Prediction in Cox regression I am doing a multivariate Cox regression, I have my significant independent variables and beta values. The model fits to my data very well. 
Now, I would like to use my model and predict the survival of a new observation.
I am unclear how to do this with a Cox model. In a linear or logistic regression, it would be easy, just put the values of new observation in the regression and multiply them with betas and so I have the prediction of my outcome.
How can I determine my baseline hazard? I need it in addition to computing the prediction.
How is this done in a Cox model?
 A: The basehaz function of survival packages provides the baseline hazard at the event time points. From that you can work your way up the math that ocram provides and include the ORs of your coxph estimates.

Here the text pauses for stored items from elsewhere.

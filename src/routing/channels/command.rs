//! Short-message channel - shells out to an external send tool
//!
//! The SMS provider is reached through whatever command the operator
//! configured (a vendor CLI, a script). The message is passed as the
//! final argument; exit status is the only acknowledgement.

use anyhow::Result;
use serde::{Deserialize, Serialize};
use std::process::Command;
use tracing::{error, info};

use crate::routing::channel::{ChannelAdapter, ChannelKind, SendResult};

#[derive(Debug, Clone, Serialize, Deserialize)]
pub struct CommandChannelConfig {
    /// Program to run
    pub program: String,
    /// Fixed arguments, message appended last
    #[serde(default)]
    pub args: Vec<String>,
}

/// External-command adapter for the short-message channel
pub struct CommandChannel {
    config: CommandChannelConfig,
}

impl CommandChannel {
    pub fn new(config: CommandChannelConfig) -> Self {
        Self { config }
    }
}

impl ChannelAdapter for CommandChannel {
    fn name(&self) -> &str {
        "send_command"
    }

    fn kind(&self) -> ChannelKind {
        ChannelKind::ShortMessage
    }

    fn send(&self, text: &str) -> Result<SendResult> {
        let output = Command::new(&self.config.program)
            .args(&self.config.args)
            .arg(text)
            .output();

        let output = match output {
            Ok(o) => o,
            Err(e) => {
                error!(channel = "send_command", program = %self.config.program, error = %e, "Send command failed to start");
                return Ok(SendResult::Failed(e.to_string()));
            }
        };

        if output.status.success() {
            info!(channel = "send_command", "Message sent");
            Ok(SendResult::Sent)
        } else {
            let stderr = String::from_utf8_lossy(&output.stderr);
            error!(channel = "send_command", error = %stderr, "Send command exited non-zero");
            Ok(SendResult::Failed(stderr.to_string()))
        }
    }
}
//! Router - the four intake entry points
//!
//! One algorithm, priority-specific timing:
//! 1. dedup check against the tier's cooldown window
//! 2. persist a notification (immediate: deliver synchronously too;
//!    batched/weekly: stamp the next delivery slot; silent: audit only)
//! 3. record the dedup entry
//!
//! The whole sequence runs under one process-wide lock so two detectors
//! firing in the same instant for the same (event_kind, source) cannot
//! both pass the duplicate check.

use anyhow::Result;
use chrono::{DateTime, Utc};
use std::sync::{Arc, Mutex};
use tracing::{debug, info, warn};

use crate::config::RouterConfig;

use super::audit::AuditLog;
use super::channel::ChannelKind;
use super::dispatcher::ChannelDispatcher;
use super::ledger::DedupLedger;
use super::priority::Priority;
use super::record::{EventContext, NotificationRecord};
use super::schedule;
use super::store::NotificationStore;

/// What happened to an intake call
#[derive(Debug)]
pub enum IntakeOutcome {
    /// Notification persisted (and, for the immediate tier, delivered)
    Created(NotificationRecord),
    /// Dedup window still open; nothing written to the store
    Suppressed,
    /// Silent tier: audit line only, no store row
    Logged,
}

impl IntakeOutcome {
    pub fn is_suppressed(&self) -> bool {
        matches!(self, IntakeOutcome::Suppressed)
    }

    pub fn record(&self) -> Option<&NotificationRecord> {
        match self {
            IntakeOutcome::Created(r) => Some(r),
            _ => None,
        }
    }
}

/// One event handed to the router by a detector
#[derive(Debug, Clone)]
pub struct IntakeRequest {
    pub priority: Priority,
    pub message: String,
    pub event_kind: String,
    pub source_entity_id: Option<String>,
    pub extra: Option<serde_json::Value>,
}

impl IntakeRequest {
    pub fn new(
        priority: Priority,
        message: impl Into<String>,
        event_kind: impl Into<String>,
    ) -> Self {
        Self {
            priority,
            message: message.into(),
            event_kind: event_kind.into(),
            source_entity_id: None,
            extra: None,
        }
    }

    pub fn with_source(mut self, source_entity_id: impl Into<String>) -> Self {
        self.source_entity_id = Some(source_entity_id.into());
        self
    }

    pub fn with_extra(mut self, extra: serde_json::Value) -> Self {
        self.extra = Some(extra);
        self
    }
}

/// Routes detector events to the store, the dedup ledger, the audit log
/// and (for the immediate tier) straight out through the channels.
pub struct Router {
    config: RouterConfig,
    store: NotificationStore,
    ledger: DedupLedger,
    dispatcher: Arc<ChannelDispatcher>,
    audit: AuditLog,
    // serializes check-then-record across concurrent detectors
    intake_lock: Mutex<()>,
}

impl Router {
    pub fn new(
        config: RouterConfig,
        store: NotificationStore,
        ledger: DedupLedger,
        dispatcher: Arc<ChannelDispatcher>,
        audit: AuditLog,
    ) -> Self {
        Self {
            config,
            store,
            ledger,
            dispatcher,
            audit,
            intake_lock: Mutex::new(()),
        }
    }

    /// Immediate tier: deliver now, through every configured channel
    pub fn immediate(
        &self,
        message: impl Into<String>,
        event_kind: impl Into<String>,
        source_entity_id: Option<String>,
    ) -> Result<IntakeOutcome> {
        let mut req = IntakeRequest::new(Priority::Immediate, message, event_kind);
        req.source_entity_id = source_entity_id;
        self.intake(req)
    }

    /// Batched tier: queued for the next daily digest slot
    pub fn batched(
        &self,
        message: impl Into<String>,
        event_kind: impl Into<String>,
        source_entity_id: Option<String>,
    ) -> Result<IntakeOutcome> {
        let mut req = IntakeRequest::new(Priority::Batched, message, event_kind);
        req.source_entity_id = source_entity_id;
        self.intake(req)
    }

    /// Weekly tier: queued for the weekly slot. The report text is sent
    /// verbatim, so the kind is fixed.
    pub fn weekly(&self, report: impl Into<String>) -> Result<IntakeOutcome> {
        self.intake(IntakeRequest::new(Priority::Weekly, report, "weekly_report"))
    }

    /// Silent tier: audit trail only
    pub fn silent(
        &self,
        message: impl Into<String>,
        event_kind: impl Into<String>,
    ) -> Result<IntakeOutcome> {
        self.intake(IntakeRequest::new(Priority::Silent, message, event_kind))
    }

    pub fn intake(&self, req: IntakeRequest) -> Result<IntakeOutcome> {
        self.intake_at(req, Utc::now())
    }

    /// Intake with an explicit clock, the actual implementation
    pub fn intake_at(&self, req: IntakeRequest, now: DateTime<Utc>) -> Result<IntakeOutcome> {
        let _guard = self
            .intake_lock
            .lock()
            .unwrap_or_else(|poisoned| poisoned.into_inner());

        let source = req.source_entity_id.as_deref();

        // A fresher weekly report must always supersede the pending one,
        // so the weekly tier is exempt from suppression.
        if req.priority != Priority::Weekly {
            let window = self.config.cooldown(req.priority);
            if self.ledger.is_duplicate(window, &req.event_kind, source, now) {
                debug!(
                    priority = %req.priority,
                    event_kind = %req.event_kind,
                    source = ?source,
                    "Intake suppressed by dedup window"
                );
                self.audit
                    .log(now, req.priority, &req.event_kind, "suppressed", &req.message);
                return Ok(IntakeOutcome::Suppressed);
            }
        }

        let outcome = match req.priority {
            Priority::Silent => {
                self.audit
                    .log(now, Priority::Silent, &req.event_kind, "logged", &req.message);
                IntakeOutcome::Logged
            }
            Priority::Immediate => {
                let record = self.deliver_immediate(&req, now)?;
                IntakeOutcome::Created(record)
            }
            Priority::Batched => {
                let slot = schedule::next_batch_slot(now, &self.config.batch_slots());
                let record = self.persist_scheduled(&req, now, slot)?;
                self.audit
                    .log(now, req.priority, &req.event_kind, "queued", &req.message);
                IntakeOutcome::Created(record)
            }
            Priority::Weekly => {
                let (day, time) = self.config.weekly_slot();
                let slot = schedule::next_weekly_slot(now, day, time);
                let record = self.persist_scheduled(&req, now, slot)?;
                self.audit
                    .log(now, req.priority, &req.event_kind, "queued", &req.message);
                IntakeOutcome::Created(record)
            }
        };

        // Unconditional on a non-suppressed call, silent included: a
        // suppressed repeat should not even spam the audit trail.
        self.ledger.record(&req.event_kind, source, now)?;

        Ok(outcome)
    }

    /// Persist and fan out synchronously. The record is marked sent
    /// whatever the individual channels report: delivery is best-effort
    /// across redundant channels, and a retry storm on a flaky channel
    /// would hurt more than a dropped copy.
    fn deliver_immediate(&self, req: &IntakeRequest, now: DateTime<Utc>) -> Result<NotificationRecord> {
        let record = self.build_record(req, now);
        self.store.append(&record)?;

        let mut failed: Vec<String> = Vec::new();
        for &kind in self.config.channels_for(Priority::Immediate) {
            let text = self.render_for(kind, Priority::Immediate, &req.message);
            let result = self.dispatcher.send_to(kind, &text);
            if let super::channel::SendResult::Failed(reason) = result {
                warn!(channel = %kind, error = %reason, "Immediate channel delivery failed");
                failed.push(kind.to_string());
            }
        }

        self.store.mark_sent(std::slice::from_ref(&record.id), now)?;

        let outcome = if failed.is_empty() {
            "sent".to_string()
        } else {
            format!("sent ({} failed)", failed.join(","))
        };
        self.audit
            .log(now, Priority::Immediate, &req.event_kind, &outcome, &req.message);
        info!(
            event_kind = %req.event_kind,
            id = %record.id,
            "Immediate notification delivered"
        );

        let mut record = record;
        record.sent_at = Some(now);
        Ok(record)
    }

    fn persist_scheduled(
        &self,
        req: &IntakeRequest,
        now: DateTime<Utc>,
        slot: DateTime<Utc>,
    ) -> Result<NotificationRecord> {
        let record = self.build_record(req, now).with_schedule(slot);
        self.store.append(&record)?;
        info!(
            priority = %req.priority,
            event_kind = %req.event_kind,
            scheduled_for = %slot,
            id = %record.id,
            "Notification queued"
        );
        Ok(record)
    }

    fn build_record(&self, req: &IntakeRequest, now: DateTime<Utc>) -> NotificationRecord {
        let mut context = EventContext::new(&req.event_kind);
        context.source_entity_id = req.source_entity_id.clone();
        context.extra = req.extra.clone();

        NotificationRecord::new(
            req.priority,
            self.config.primary_channel(req.priority),
            &req.message,
            context,
            now,
        )
    }

    /// Channel-specific rendering: urgency marker for chat, length cap
    /// for the short-message service
    fn render_for(&self, kind: ChannelKind, priority: Priority, message: &str) -> String {
        match kind {
            ChannelKind::PrimaryChat if priority == Priority::Immediate => {
                format!("[URGENT] {}", message)
            }
            ChannelKind::ShortMessage => message
                .chars()
                .take(self.config.sms_char_limit)
                .collect(),
            _ => message.to_string(),
        }
    }
}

A: Following Cox model, the estimated hazard for individual $i$ with covariate vector $x_i$ has the form
$$\hat{h}_i(t) = \hat{h}_0(t) \exp(x_i' \hat{\beta}),$$
where $\hat{\beta}$ is found by maximising the partial likelihood, while $\hat{h}_0$ follows from the Nelson-Aalen estimator,
$$
\hat{h}_0(t_i) = \frac{d_i}{\sum_{j:t_j \geq t_i} \exp(x_j' \hat{\beta})}
$$ 
with $t_1$, $t_2, \dotsc$ the distinct event times and $d_i$ the number of deaths at $t_i$ 
(see, e.g., Section 3.6).
Similarly, 
$$\hat{S}_i(t) = \hat{S}_0(t)^{\exp(x_i' \hat{\beta})}$$
with $\hat{S}_0(t) = \exp(- \hat{\Lambda}_0(t))$ and
$$\hat{\Lambda}_0(t) = \sum_{j:t_j \leq t} \hat{h}_0(t_j).$$
EDIT:
This might also be of interest :-)
A: The whole point of the Cox model is the proportional hazard's assumption and the use of the partial likelhood.  The partial likelihood has the baseline hazard function eliminated.  So you do not need to specify one.  That is the beauty of it!
A: The function predictSurvProb in the pec package can give you absolute risk estimates for new data based on an existing cox model if you use R.

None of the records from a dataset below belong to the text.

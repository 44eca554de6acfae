//! Digest rendering for the batched tier

use super::record::NotificationRecord;

/// Fold pending items into one digest message.
///
/// Groups by event kind in first-seen order; within a group the items
/// keep their creation order (the caller hands them in sorted).
pub fn render_digest(items: &[NotificationRecord]) -> String {
    let mut lines = vec!["=== Daily Update ===".to_string(), String::new()];

    let mut group_order: Vec<&str> = Vec::new();
    for item in items {
        let kind = item.context.event_kind.as_str();
        if !group_order.contains(&kind) {
            group_order.push(kind);
        }
    }

    for kind in group_order {
        lines.push(format!("[{}]", heading(kind)));
        for item in items.iter().filter(|i| i.context.event_kind == kind) {
            lines.push(format!("  - {}", item.message));
        }
        lines.push(String::new());
    }

    lines.join("\n")
}

/// "wip_warning" -> "Wip Warning"
fn heading(event_kind: &str) -> String {
    event_kind
        .split('_')
        .map(|word| {
            let mut chars = word.chars();
            match chars.next() {
                Some(first) => first.to_uppercase().collect::<String>() + chars.as_str(),
                None => String::new(),
            }
        })
        .collect::<Vec<_>>()
        .join(" ")
}
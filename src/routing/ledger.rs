//! Dedup ledger - "has the user already been told about this situation?"
//!
//! Durable map from (event_kind, source_entity_id) to the last time a
//! non-suppressed intake ran for that key. Stored as append-only JSONL
//! where the latest entry for a key wins; the file is compacted once it
//! grows past a threshold. The check is evaluated against the calling
//! tier's cooldown window at intake time: dedup suppresses creation,
//! not delivery.

use anyhow::{Context, Result};
use chrono::{DateTime, Duration, Utc};
use serde::{Deserialize, Serialize};
use std::collections::HashMap;
use std::fs::{self, File, OpenOptions};
use std::io::{BufRead, BufReader, Write};
use std::path::PathBuf;

const COMPACT_THRESHOLD: usize = 512;

/// One ledger line. A key's earlier lines are superseded, never consulted.
#[derive(Debug, Clone, Serialize, Deserialize)]
struct LedgerEntry {
    event_kind: String,
    #[serde(default, skip_serializing_if = "Option::is_none")]
    source_entity_id: Option<String>,
    last_sent_at: DateTime<Utc>,
}

/// Durable dedup ledger
#[derive(Debug, Clone)]
pub struct DedupLedger {
    path: PathBuf,
}

impl DedupLedger {
    pub fn new(path: impl Into<PathBuf>) -> Self {
        Self { path: path.into() }
    }

    /// True iff the key was recorded strictly after `now - window`.
    /// A None source matches only entries recorded with a None source.
    /// Read-only: never writes.
    pub fn is_duplicate(
        &self,
        window: Duration,
        event_kind: &str,
        source_entity_id: Option<&str>,
        now: DateTime<Utc>,
    ) -> bool {
        let map = self.load();
        match map.get(&key_of(event_kind, source_entity_id)) {
            Some(last) => now.signed_duration_since(*last) < window,
            None => false,
        }
    }

    /// Upsert the key to `now`. Called on every non-suppressed intake.
    pub fn record(
        &self,
        event_kind: &str,
        source_entity_id: Option<&str>,
        now: DateTime<Utc>,
    ) -> Result<()> {
        use fs2::FileExt;

        if let Some(parent) = self.path.parent() {
            fs::create_dir_all(parent)?;
        }

        let entry = LedgerEntry {
            event_kind: event_kind.to_string(),
            source_entity_id: source_entity_id.map(|s| s.to_string()),
            last_sent_at: now,
        };

        let file = OpenOptions::new()
            .create(true)
            .append(true)
            .open(&self.path)
            .with_context(|| format!("open dedup ledger {}", self.path.display()))?;

        file.lock_exclusive()?;
        let mut file = file;
        let result = writeln!(file, "{}", serde_json::to_string(&entry)?);
        file.unlock()?;
        result?;

        self.maybe_compact();
        Ok(())
    }

    fn load(&self) -> HashMap<String, DateTime<Utc>> {
        let file = match File::open(&self.path) {
            Ok(f) => f,
            Err(_) => return HashMap::new(),
        };

        let mut map = HashMap::new();
        for line in BufReader::new(file).lines().filter_map(|l| l.ok()) {
            if let Ok(entry) = serde_json::from_str::<LedgerEntry>(&line) {
                // later lines overwrite earlier ones
                map.insert(
                    key_of(&entry.event_kind, entry.source_entity_id.as_deref()),
                    entry.last_sent_at,
                );
            }
        }
        map
    }

    fn maybe_compact(&self) {
        let line_count = match File::open(&self.path) {
            Ok(f) => BufReader::new(f).lines().count(),
            Err(_) => return,
        };
        if line_count <= COMPACT_THRESHOLD {
            return;
        }
        if let Err(e) = self.compact() {
            tracing::warn!(error = %e, "dedup ledger compaction failed");
        }
    }

    fn compact(&self) -> Result<()> {
        use fs2::FileExt;

        let file = File::open(&self.path)?;
        file.lock_exclusive()?;

        let mut latest: HashMap<String, LedgerEntry> = HashMap::new();
        for line in BufReader::new(&file).lines().filter_map(|l| l.ok()) {
            if let Ok(entry) = serde_json::from_str::<LedgerEntry>(&line) {
                latest.insert(
                    key_of(&entry.event_kind, entry.source_entity_id.as_deref()),
                    entry,
                );
            }
        }

        let mut entries: Vec<&LedgerEntry> = latest.values().collect();
        entries.sort_by_key(|e| e.last_sent_at);

        let temp_path = self.path.with_extension("tmp");
        {
            let mut temp_file = File::create(&temp_path)?;
            for entry in entries {
                writeln!(temp_file, "{}", serde_json::to_string(entry)?)?;
            }
        }
        fs::rename(&temp_path, &self.path)?;

        file.unlock()?;
        Ok(())
    }
}

/// Unit separator keeps "a|b" + None distinct from "a" + Some("b")
fn key_of(event_kind: &str, source_entity_id: Option<&str>) -> String {
    match source_entity_id {
        Some(source) => format!("{}\u{1f}{}", event_kind, source),
        None => format!("{}\u{1f}", event_kind),
    }
}
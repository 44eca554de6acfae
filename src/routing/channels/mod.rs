//! Built-in channel adapters

pub mod chat;
pub mod command;
pub mod log;

pub use chat::{ChatGatewayChannel, ChatGatewayConfig};
pub use command::{CommandChannel, CommandChannelConfig};
pub use log::LogChannel;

The mathematical details I cannot explain.
EDIT: The function provides survival probabilities, which I have so far taken as 1-(Event probability).
EDIT 2:
One can do without the pec package. Using only the survival package, the following function returns absolute risk based on a Cox model
risk = function(model, newdata, time) {
  as.numeric(1-summary(survfit(model, newdata = newdata, se.fit = F, conf.int = F), times = time)$surv)
}

A: Maybe you would also like to try something like this? Fit a Cox proportional hazards model and use it to get the predicted Survival curve for a new instance.
Taken out of the help file for the survfit.coxph in R (I just added the lines part)

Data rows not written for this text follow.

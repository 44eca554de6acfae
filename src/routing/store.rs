//! Notification store - durable JSONL file, append-mostly
//!
//! One line per notification. Appends take an exclusive file lock; the
//! only in-place mutation is `mark_sent`, implemented as a locked
//! temp-file rewrite with an atomic rename, so overlapping readers never
//! observe a half-written file.

use anyhow::{Context, Result};
use chrono::{DateTime, Utc};
use std::fs::{self, File, OpenOptions};
use std::io::{BufRead, BufReader, Write};
use std::path::PathBuf;
use std::sync::atomic::{AtomicUsize, Ordering};

use super::priority::Priority;
use super::record::NotificationRecord;

const MAX_RECORDS: usize = 2000;
const KEEP_AFTER_COMPACT: usize = 1000;
const COMPACT_CHECK_INTERVAL: usize = 32;
static WRITE_COUNT: AtomicUsize = AtomicUsize::new(0);

/// Durable notification store
#[derive(Debug, Clone)]
pub struct NotificationStore {
    path: PathBuf,
}

impl NotificationStore {
    pub fn new(path: impl Into<PathBuf>) -> Self {
        Self { path: path.into() }
    }

    pub fn path(&self) -> &PathBuf {
        &self.path
    }

    /// Append one record. Fatal on I/O failure: the caller must know the
    /// notification was not committed.
    pub fn append(&self, record: &NotificationRecord) -> Result<()> {
        use fs2::FileExt;

        if let Some(parent) = self.path.parent() {
            fs::create_dir_all(parent)?;
        }

        let file = OpenOptions::new()
            .create(true)
            .append(true)
            .open(&self.path)
            .with_context(|| format!("open notification store {}", self.path.display()))?;

        file.lock_exclusive()?;
        let mut file = file;
        let result = writeln!(file, "{}", serde_json::to_string(record)?);
        file.unlock()?;
        result?;

        self.maybe_compact();
        Ok(())
    }

    /// All records, creation order. Unparseable lines are skipped.
    pub fn read_all(&self) -> Vec<NotificationRecord> {
        let file = match File::open(&self.path) {
            Ok(f) => f,
            Err(_) => return Vec::new(),
        };

        BufReader::new(file)
            .lines()
            .filter_map(|line| line.ok())
            .filter_map(|line| serde_json::from_str(&line).ok())
            .collect()
    }

    /// Pending (never sent) records of one tier, ascending creation order
    pub fn pending(&self, priority: Priority) -> Vec<NotificationRecord> {
        let mut records: Vec<NotificationRecord> = self
            .read_all()
            .into_iter()
            .filter(|r| r.priority == priority && r.is_pending())
            .collect();
        records.sort_by_key(|r| r.created_at);
        records
    }

    /// Pending records of one tier whose schedule has arrived
    pub fn due(&self, priority: Priority, now: DateTime<Utc>) -> Vec<NotificationRecord> {
        let mut records: Vec<NotificationRecord> = self
            .read_all()
            .into_iter()
            .filter(|r| r.priority == priority && r.is_due(now))
            .collect();
        records.sort_by_key(|r| r.created_at);
        records
    }

    /// Last N records by creation time, for operator inspection
    pub fn read_recent(&self, n: usize) -> Vec<NotificationRecord> {
        let mut records = self.read_all();
        records.sort_by_key(|r| r.created_at);
        let start = records.len().saturating_sub(n);
        records[start..].to_vec()
    }

    /// Mark every listed id sent at `sent_at`, in one locked rewrite.
    /// Already-sent rows are left untouched (sent_at is write-once).
    /// Returns the number of rows actually transitioned.
    pub fn mark_sent(&self, ids: &[String], sent_at: DateTime<Utc>) -> Result<usize> {
        use fs2::FileExt;

        let file = File::open(&self.path)
            .with_context(|| format!("open notification store {}", self.path.display()))?;
        file.lock_exclusive()?;

        let reader = BufReader::new(&file);
        let mut records: Vec<NotificationRecord> = reader
            .lines()
            .filter_map(|line| line.ok())
            .filter_map(|line| serde_json::from_str(&line).ok())
            .collect();

        let mut updated = 0;
        for record in records.iter_mut() {
            if record.sent_at.is_none() && ids.iter().any(|id| *id == record.id) {
                record.sent_at = Some(sent_at);
                updated += 1;
            }
        }

        let result = self.rewrite(&records);
        file.unlock()?;
        result?;

        Ok(updated)
    }

    fn rewrite(&self, records: &[NotificationRecord]) -> Result<()> {
        let temp_path = self.path.with_extension("tmp");
        {
            let mut temp_file = File::create(&temp_path)?;
            for record in records {
                writeln!(temp_file, "{}", serde_json::to_string(record)?)?;
            }
        }
        fs::rename(&temp_path, &self.path)?;
        Ok(())
    }

    /// Periodic size check. Compaction keeps every pending row (a
    /// long-delayed batch must still be able to drain them) plus the most
    /// recent sent rows.
    fn maybe_compact(&self) {
        let count = WRITE_COUNT.fetch_add(1, Ordering::Relaxed);
        if count % COMPACT_CHECK_INTERVAL != 0 {
            return;
        }

        let records = self.read_all();
        if records.len() <= MAX_RECORDS {
            return;
        }
        if let Err(e) = self.compact(records) {
            tracing::warn!(error = %e, "notification store compaction failed");
        }
    }

    fn compact(&self, mut records: Vec<NotificationRecord>) -> Result<()> {
        use fs2::FileExt;

        let file = File::open(&self.path)?;
        file.lock_exclusive()?;

        records.sort_by_key(|r| r.created_at);
        let sent_count = records.iter().filter(|r| !r.is_pending()).count();
        let drop_sent = sent_count.saturating_sub(KEEP_AFTER_COMPACT);

        let mut dropped = 0;
        let kept: Vec<NotificationRecord> = records
            .into_iter()
            .filter(|r| {
                if r.is_pending() || dropped >= drop_sent {
                    true
                } else {
                    dropped += 1;
                    false
                }
            })
            .collect();

        let result = self.rewrite(&kept);
        file.unlock()?;
        result
    }
}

# fit a Cox proportional hazards model and plot the  
# predicted survival for a 60 year old 
fit <- coxph(Surv(futime, fustat) ~ age, data=ovarian) 
plot(survfit(fit, newdata=data.frame(age=60)),
     xscale=365.25, xlab="Years", ylab="Survival", conf.int=F) 
# also plot the predicted survival for a 70 year old
lines(survfit(fit, newdata=data.frame(age=70)),
     xscale=365.25, xlab="Years", ylab="Survival") 

You should keep in mind though that for the proportional hazards assumption to still hold for your prediction, the patient for which you predict should be from a group that is qualitatively the same as the one used to derive the Cox proportional hazards model you used for the prediction.